Il lavoro forzato a cui sono sottoposti i detenuti musulmani nella regione autonoma uigura dello Xinjiang ha recentemente richiamato l’attenzione della comunità internazionale.
Il New York Times ne ha riferito in dicembre: «L’evoluzione dei campi dello Xinjiang riecheggia il sistema cinese di “rieducazione attraverso il lavoro”, dove i cittadini venivano inviati senza processo a sgobbare per anni. La Cina ha abolito “la rieducazione attraverso il lavoro” cinque anni fa, ma sembra che lo Xinjiang ne stia creando una nuova versione».
Bitter Winter ha ricevuto rapporti dettagliati sul lavoro forzato e sulle persistenti condizioni dei detenuti.

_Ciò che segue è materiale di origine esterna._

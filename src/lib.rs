//! Pfeile coordination core
//!
//! Cross-thread plumbing of the Pfeile turn-based strategy game: event
//! delegates, the turn clock thread, pointer input coalescing and the
//! vision-filtered world loot list.

pub mod app;
pub mod clock;
pub mod config;
pub mod delegate;
pub mod input;
pub mod shared;
pub mod storage;
pub mod turns;
pub mod world;
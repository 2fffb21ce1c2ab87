use crate::ds::object::{JsObject, ObjectBase};

/// String wrapper object. Index and `length` properties are reported by the
/// built-in property table, not stored as bindings.
pub struct StringObject {
    value: String,
    base: ObjectBase,
}
impl StringObject {
    pub fn new(value: &str) -> Self {
        StringObject {
            value: value.to_string(),
            base: ObjectBase::new(),
        }
    }

    pub fn value(&self) -> &str {
        &self.value
    }

    /// Length in UTF-16 code units.
    pub fn length(&self) -> usize {
        self.value.encode_utf16().count()
    }

    pub fn code_unit_at(&self, idx: usize) -> Option<String> {
        self.value
            .encode_utf16()
            .nth(idx)
            .map(|u| String::from_utf16_lossy(&[u]))
    }
}
impl JsObject for StringObject {
    fn get_object_base(&self) -> &ObjectBase {
        &self.base
    }

    fn get_object_base_mut(&mut self) -> &mut ObjectBase {
        &mut self.base
    }
}
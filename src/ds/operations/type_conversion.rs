use crate::ds::value::{JsNumberType, JsValue};

pub const TYPE_STR_UNDEFINED: &str = "undefined";
pub const TYPE_STR_NULL: &str = "null";

pub fn to_boolean(v: &JsValue) -> bool {
    match v {
        JsValue::Undefined | JsValue::Null => false,
        JsValue::Boolean(b) => *b,
        JsValue::String(s) => !s.is_empty(),
        JsValue::Number(n) => match n {
            JsNumberType::Integer(i) => *i != 0,
            JsNumberType::Float(f) => *f != 0.0,
            JsNumberType::NaN => false,
            JsNumberType::PositiveInfinity | JsNumberType::NegativeInfinity => true,
        },
        JsValue::Object(_) => true,
    }
}

pub fn number_to_string(n: &JsNumberType) -> String {
    match n {
        JsNumberType::Integer(i) => i.to_string(),
        JsNumberType::Float(f) => {
            if f.fract() == 0.0 && f.abs() < 1e21 {
                format!("{}", *f as i64)
            } else {
                f.to_string()
            }
        }
        JsNumberType::NaN => "NaN".to_string(),
        JsNumberType::PositiveInfinity => "Infinity".to_string(),
        JsNumberType::NegativeInfinity => "-Infinity".to_string(),
    }
}

/// Property name for a key value. Objects are named after their class, which
/// is all a shim without `toString` dispatch can offer.
pub fn to_property_key(v: &JsValue) -> String {
    match v {
        JsValue::Undefined => TYPE_STR_UNDEFINED.to_string(),
        JsValue::Null => TYPE_STR_NULL.to_string(),
        JsValue::Boolean(b) => b.to_string(),
        JsValue::String(s) => s.to_string(),
        JsValue::Number(n) => number_to_string(n),
        JsValue::Object(o) => format!("[object {}]", (**o).borrow().class_name()),
    }
}

/// Canonical array index: decimal digits without a leading zero, below 2^32 - 1.
pub fn to_array_index(name: &str) -> Option<u32> {
    if name.is_empty() || (name.len() > 1 && name.starts_with('0')) {
        return None;
    }
    if !name.bytes().all(|b| b.is_ascii_digit()) {
        return None;
    }
    match name.parse::<u64>() {
        Ok(i) if i < u32::MAX as u64 => Some(i as u32),
        _ => None,
    }
}
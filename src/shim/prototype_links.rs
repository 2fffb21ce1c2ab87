//! Prototype links for hosts that cannot set them natively.

use std::collections::HashMap;

use crate::ds::object::JsObjectType;
use crate::shim::identity::ObjectIdentity;

/// `None` records an explicit null prototype.
#[derive(Default)]
pub struct PrototypeLinkStore {
    links: HashMap<ObjectIdentity, Option<JsObjectType>>,
}

impl PrototypeLinkStore {
    pub fn new() -> Self {
        Self::default()
    }

    pub fn link(&mut self, id: ObjectIdentity, prototype: Option<JsObjectType>) {
        self.links.insert(id, prototype);
    }

    /// Outer `None`: no link recorded for `id`.
    pub fn get(&self, id: ObjectIdentity) -> Option<Option<JsObjectType>> {
        self.links.get(&id).cloned()
    }

    pub(crate) fn forget(&mut self, id: ObjectIdentity) {
        self.links.remove(&id);
    }
}
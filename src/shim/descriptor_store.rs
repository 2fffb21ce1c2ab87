//! Side table of property descriptors keyed by object identity.

use std::collections::HashMap;

use crate::ds::object_property::PropertyDescriptor;
use crate::shim::identity::ObjectIdentity;

/// Descriptors recorded for one object, in definition order.
#[derive(Default)]
struct PropertyTable {
    entries: Vec<(String, PropertyDescriptor)>,
}

impl PropertyTable {
    fn position(&self, name: &str) -> Option<usize> {
        self.entries.iter().position(|(n, _)| n == name)
    }
}

/// Tables are created on the first definition for an identity and are only
/// dropped when the identity itself is swept.
#[derive(Default)]
pub struct DescriptorStore {
    tables: HashMap<ObjectIdentity, PropertyTable>,
}

impl DescriptorStore {
    pub fn new() -> Self {
        Self::default()
    }

    pub fn get(&self, id: ObjectIdentity, name: &str) -> Option<&PropertyDescriptor> {
        let table = self.tables.get(&id)?;
        table.position(name).map(|i| &table.entries[i].1)
    }

    pub fn set(&mut self, id: ObjectIdentity, name: &str, descriptor: PropertyDescriptor) {
        let table = self.tables.entry(id).or_default();
        match table.position(name) {
            Some(i) => table.entries[i].1 = descriptor,
            None => table.entries.push((name.to_string(), descriptor)),
        }
    }

    pub fn remove(&mut self, id: ObjectIdentity, name: &str) -> Option<PropertyDescriptor> {
        let table = self.tables.get_mut(&id)?;
        table.position(name).map(|i| table.entries.remove(i).1)
    }

    pub fn names(&self, id: ObjectIdentity) -> Vec<String> {
        self.tables
            .get(&id)
            .map(|t| t.entries.iter().map(|(n, _)| n.clone()).collect())
            .unwrap_or_default()
    }

    pub fn has_table(&self, id: ObjectIdentity) -> bool {
        self.tables.contains_key(&id)
    }

    pub(crate) fn forget(&mut self, id: ObjectIdentity) {
        self.tables.remove(&id);
    }
}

Una donna uigura residente nella prefettura di Tacheng, nello Xinjiang, ha accettato di parlare con Bitter Winter usando lo pseudonimo Melike e ci ha riferito che suo marito è stato mandato in un campo per sei mesi a studiare. Trascorsi i sei mesi, è stato condannato a ulteriori cinque anni di reclusione che comprendono anche il lavoro forzato.

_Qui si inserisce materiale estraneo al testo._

/// A partial descriptor as supplied by a caller. Absent fields are `None`.
///
/// `get`/`set` hold the raw values given; `Undefined` is an explicit request
/// for "no getter" / "no setter".
#[derive(Clone, Default)]
pub struct PropertyDescriptorSetter {
    pub value: Option<JsValue>,
    pub writable: Option<bool>,
    pub get: Option<JsValue>,
    pub set: Option<JsValue>,
    pub enumerable: Option<bool>,
    pub configurable: Option<bool>,
}
impl PropertyDescriptorSetter {
    pub fn new() -> Self {
        Self::default()
    }

    pub fn data(value: JsValue) -> Self {
        PropertyDescriptorSetter {
            value: Some(value),
            ..Self::default()
        }
    }

    /// `{value, writable: true, enumerable: true, configurable: true}`
    pub fn open_data(value: JsValue) -> Self {
        Self::data(value)
            .with_writable(true)
            .with_enumerable(true)
            .with_configurable(true)
    }

    pub fn accessor(get: Option<JsObjectType>, set: Option<JsObjectType>) -> Self {
        PropertyDescriptorSetter {
            get: Some(get.map(JsValue::Object).unwrap_or(JsValue::Undefined)),
            set: Some(set.map(JsValue::Object).unwrap_or(JsValue::Undefined)),
            ..Self::default()
        }
    }

    pub fn with_value(mut self, value: JsValue) -> Self {
        self.value = Some(value);
        self
    }

    pub fn with_writable(mut self, writable: bool) -> Self {
        self.writable = Some(writable);
        self
    }

    pub fn with_get(mut self, get: JsValue) -> Self {
        self.get = Some(get);
        self
    }

    pub fn with_set(mut self, set: JsValue) -> Self {
        self.set = Some(set);
        self
    }

    pub fn with_enumerable(mut self, enumerable: bool) -> Self {
        self.enumerable = Some(enumerable);
        self
    }

    pub fn with_configurable(mut self, configurable: bool) -> Self {
        self.configurable = Some(configurable);
        self
    }

    pub fn is_empty(&self) -> bool {
        self.is_generic_descriptor() && self.enumerable.is_none() && self.configurable.is_none()
    }

    pub fn is_accessor_descriptor(&self) -> bool {
        self.get.is_some() || self.set.is_some()
    }

    pub fn is_data_descriptor(&self) -> bool {
        self.value.is_some() || self.writable.is_some()
    }

    pub fn is_generic_descriptor(&self) -> bool {
        !self.is_accessor_descriptor() && !self.is_data_descriptor()
    }

    /// Shape checks that do not depend on the target object.
    pub fn validate(&self, name: &str) -> Result<(), ShimError> {
        if self.is_accessor_descriptor() && self.is_data_descriptor() {
            return Err(ShimError::ConflictingDescriptor(format!(
                "property '{}' mixes accessor (get/set) and data (value/writable) attributes",
                name
            )));
        }
        for (label, f) in [("getter", &self.get), ("setter", &self.set)].iter() {
            if let Some(v) = f {
                if !v.is_undefined() && !v.is_callable() {
                    return Err(ShimError::InvalidArgument(format!(
                        "{} for property '{}' must be a function or undefined, got {}",
                        label, name, v
                    )));
                }
            }
        }
        Ok(())
    }

    /// Descriptor for a property that does not exist yet. Missing attributes
    /// default to `false`.
    pub fn to_property_descriptor(&self) -> PropertyDescriptor {
        if self.is_accessor_descriptor() {
            PropertyDescriptor::Accessor {
                get: function_of(&self.get),
                set: function_of(&self.set),
                enumerable: self.enumerable.unwrap_or(false),
                configurable: self.configurable.unwrap_or(false),
            }
        } else {
            PropertyDescriptor::Data {
                value: self.value.clone().unwrap_or(JsValue::Undefined),
                writable: self.writable.unwrap_or(false),
                enumerable: self.enumerable.unwrap_or(false),
                configurable: self.configurable.unwrap_or(false),
            }
        }
    }

    /// Descriptor resulting from applying this setter over `current`.
    /// Missing attributes keep their current values; switching between data
    /// and accessor keeps only `enumerable` and `configurable`.
    pub fn merge_into(&self, current: &PropertyDescriptor) -> PropertyDescriptor {
        let enumerable = self.enumerable.unwrap_or_else(|| current.is_enumerable());
        let configurable = self
            .configurable
            .unwrap_or_else(|| current.is_configurable());
        match current {
            PropertyDescriptor::Data {
                value, writable, ..
            } if !self.is_accessor_descriptor() => PropertyDescriptor::Data {
                value: self.value.clone().unwrap_or_else(|| value.clone()),
                writable: self.writable.unwrap_or(*writable),
                enumerable,
                configurable,
            },
            PropertyDescriptor::Accessor { get, set, .. } if !self.is_data_descriptor() => {
                PropertyDescriptor::Accessor {
                    get: match &self.get {
                        Some(_) => function_of(&self.get),
                        None => get.clone(),
                    },
                    set: match &self.set {
                        Some(_) => function_of(&self.set),
                        None => set.clone(),
                    },
                    enumerable,
                    configurable,
                }
            }
            PropertyDescriptor::Data { .. } => PropertyDescriptor::Accessor {
                get: function_of(&self.get),
                set: function_of(&self.set),
                enumerable,
                configurable,
            },
            PropertyDescriptor::Accessor { .. } => PropertyDescriptor::Data {
                value: self.value.clone().unwrap_or(JsValue::Undefined),
                writable: self.writable.unwrap_or(false),
                enumerable,
                configurable,
            },
        }
    }

    /// True when every attribute present here already holds on `current`.
    pub fn is_noop_against(&self, current: &PropertyDescriptor) -> bool {
        if self.enumerable.map_or(false, |e| e != current.is_enumerable())
            || self
                .configurable
                .map_or(false, |c| c != current.is_configurable())
        {
            return false;
        }
        match current {
            PropertyDescriptor::Data {
                value, writable, ..
            } => {
                !self.is_accessor_descriptor()
                    && self.writable.map_or(true, |w| w == *writable)
                    && self.value.as_ref().map_or(true, |v| same_value(v, value))
            }
            PropertyDescriptor::Accessor { get, set, .. } => {
                !self.is_data_descriptor()
                    && self
                        .get
                        .as_ref()
                        .map_or(true, |_| same_object_opt(&function_of(&self.get), get))
                    && self
                        .set
                        .as_ref()
                        .map_or(true, |_| same_object_opt(&function_of(&self.set), set))
            }
        }
    }

    /// Rules for changing a property that already exists. Only
    /// non-configurable properties are restricted.
    pub fn check_redefinition(
        &self,
        name: &str,
        current: &PropertyDescriptor,
    ) -> Result<(), ShimError> {
        if current.is_configurable() || self.is_noop_against(current) {
            return Ok(());
        }
        let reject = |why: &str| Err(ShimError::Redefinition(format!("{} ({})", name, why)));
        if self.configurable == Some(true) {
            return reject("non-configurable property cannot become configurable");
        }
        if self
            .enumerable
            .map_or(false, |e| e != current.is_enumerable())
        {
            return reject("enumerable attribute of a non-configurable property is fixed");
        }
        if self.is_generic_descriptor() {
            return Ok(());
        }
        match current {
            PropertyDescriptor::Data {
                value, writable, ..
            } => {
                if self.is_accessor_descriptor() {
                    return reject("cannot turn a non-configurable data property into an accessor");
                }
                if !*writable {
                    if self.writable == Some(true) {
                        return reject("non-writable property cannot become writable");
                    }
                    if let Some(v) = &self.value {
                        if !same_value(v, value) {
                            return reject("value of a non-writable property is fixed");
                        }
                    }
                }
                Ok(())
            }
            PropertyDescriptor::Accessor { get, set, .. } => {
                if self.is_data_descriptor() {
                    return reject("cannot turn a non-configurable accessor into a data property");
                }
                if self.get.is_some() && !same_object_opt(&function_of(&self.get), get) {
                    return reject("getter of a non-configurable property is fixed");
                }
                if self.set.is_some() && !same_object_opt(&function_of(&self.set), set) {
                    return reject("setter of a non-configurable property is fixed");
                }
                Ok(())
            }
        }
    }
}
impl From<&PropertyDescriptor> for PropertyDescriptorSetter {
    fn from(desc: &PropertyDescriptor) -> Self {
        match desc {
            PropertyDescriptor::Data {
                value,
                writable,
                enumerable,
                configurable,
            } => PropertyDescriptorSetter::data(value.clone())
                .with_writable(*writable)
                .with_enumerable(*enumerable)
                .with_configurable(*configurable),
            PropertyDescriptor::Accessor {
                get,
                set,
                enumerable,
                configurable,
            } => PropertyDescriptorSetter::accessor(get.clone(), set.clone())
                .with_enumerable(*enumerable)
                .with_configurable(*configurable),
        }
    }
}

Melike ha detto: «Le condizioni di vita al campo sono miserevoli. Diciassette o diciotto persone vivono in una stanza di circa 500 piedi quadrati, bagno compreso. La stanza è maleodorante e sporca. Non mangiano e non dormono bene. Durante il giorno, mio marito deve studiare e recitare testi politici e regolamenti, e come se ciò non bastasse è costretto a lavorare senza alcuna retribuzione. Il suo lavoro consiste nel fare il pane naan, mentre altri musulmani sono stati mandati a lavorare in una fabbrica di calze».
Nell’ottobre 2018, Melike e altri parenti di detenuti sono stati informati dai funzionari governativi che i loro congiunti al campo avrebbero potuto tornare a casa dopo aver scontato la pena se si fossero conformati alle politiche del governo e il governo avesse confermato che erano stati adeguatamente “trasformati”. I funzionari hanno aggiunto: «È necessario sostenere il lavoro del governo. Se non sei d’accordo con le decisioni del governo e rendi dichiarazioni ad esso sfavorevoli, il tempo di “studio” verrà aumentato».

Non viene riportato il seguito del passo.